> **TASK ITEM**:
The lines to copy are those with "ExecutionAdapter" in them. Pull each one from the entries below.
%%
use switchyard_project::TestFramework;

/// Telemetry events emitted by the execution coordinator.
#[derive(Debug, Clone, Eq, PartialEq)]
pub enum TelemetryEvent {
    /// One per project a run was attempted for.
    TestRun {
        framework: TestFramework,
        debugging: bool,
    },
}

pub trait TelemetrySink: Send + Sync {
    fn send(&self, event: TelemetryEvent);
}

/// Discards every event.
#[derive(Debug, Default, Clone, Copy)]
pub struct NullTelemetry;

impl TelemetrySink for NullTelemetry {
    fn send(&self, _event: TelemetryEvent) {}
}
use std::sync::{Arc, RwLock};

use switchyard_host::{DiscoveryAdapter, ExecutionAdapter};
use switchyard_project::path::SystemPathBuf;
use switchyard_project::{Project, ProjectId};

use crate::resolver::ResultResolver;

/// Binds a [`Project`] to its isolated test infrastructure: the result
/// resolver, the framework discovery/execution adapter pair, and the list
/// of nested child-project roots to exclude from discovery and execution.
///
/// This is a data entity; the registry creates one per project and the
/// router/coordinator consume it read-only. The ignore list is the only
/// field written after construction (once all projects of a workspace are
/// known).
pub struct ProjectAdapter {
    project: Project,
    resolver: ResultResolver,
    discovery: Arc<dyn DiscoveryAdapter>,
    execution: Arc<dyn ExecutionAdapter>,
    nested_ignores: RwLock<Vec<SystemPathBuf>>,
}

impl ProjectAdapter {
    #[must_use]
    pub fn new(
        project: Project,
        discovery: Arc<dyn DiscoveryAdapter>,
        execution: Arc<dyn ExecutionAdapter>,
    ) -> Self {
        Self {
            project,
            resolver: ResultResolver::new(),
            discovery,
            execution,
            nested_ignores: RwLock::new(Vec::new()),
        }
    }

    #[must_use]
    pub const fn project(&self) -> &Project {
        &self.project
    }

    #[must_use]
    pub const fn id(&self) -> &ProjectId {
        self.project.id()
    }

    #[must_use]
    pub const fn resolver(&self) -> &ResultResolver {
        &self.resolver
    }

    #[must_use]
    pub fn discovery_adapter(&self) -> Arc<dyn DiscoveryAdapter> {
        Arc::clone(&self.discovery)
    }

    #[must_use]
    pub fn execution_adapter(&self) -> Arc<dyn ExecutionAdapter> {
        Arc::clone(&self.execution)
    }

    /// Roots of nested child projects this project must not discover or
    /// run tests under.
    #[must_use]
    pub fn nested_ignores(&self) -> Vec<SystemPathBuf> {
        self.nested_ignores.read().unwrap().clone()
    }

    pub fn set_nested_ignores(&self, ignores: Vec<SystemPathBuf>) {
        *self.nested_ignores.write().unwrap() = ignores;
    }
}

impl std::fmt::Debug for ProjectAdapter {
    fn fmt(&self, f: &mut std::fmt::Formatter<'_>) -> std::fmt::Result {
        f.debug_struct("ProjectAdapter")
            .field("project", &self.project)
            .field("nested_ignores", &self.nested_ignores.read().unwrap())
            .finish_non_exhaustive()
    }
}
%%
> **WRITTEN ANSWER**:
use switchyard_host::{DiscoveryAdapter, ExecutionAdapter};
    execution: Arc<dyn ExecutionAdapter>,
        execution: Arc<dyn ExecutionAdapter>,
    pub fn execution_adapter(&self) -> Arc<dyn ExecutionAdapter> {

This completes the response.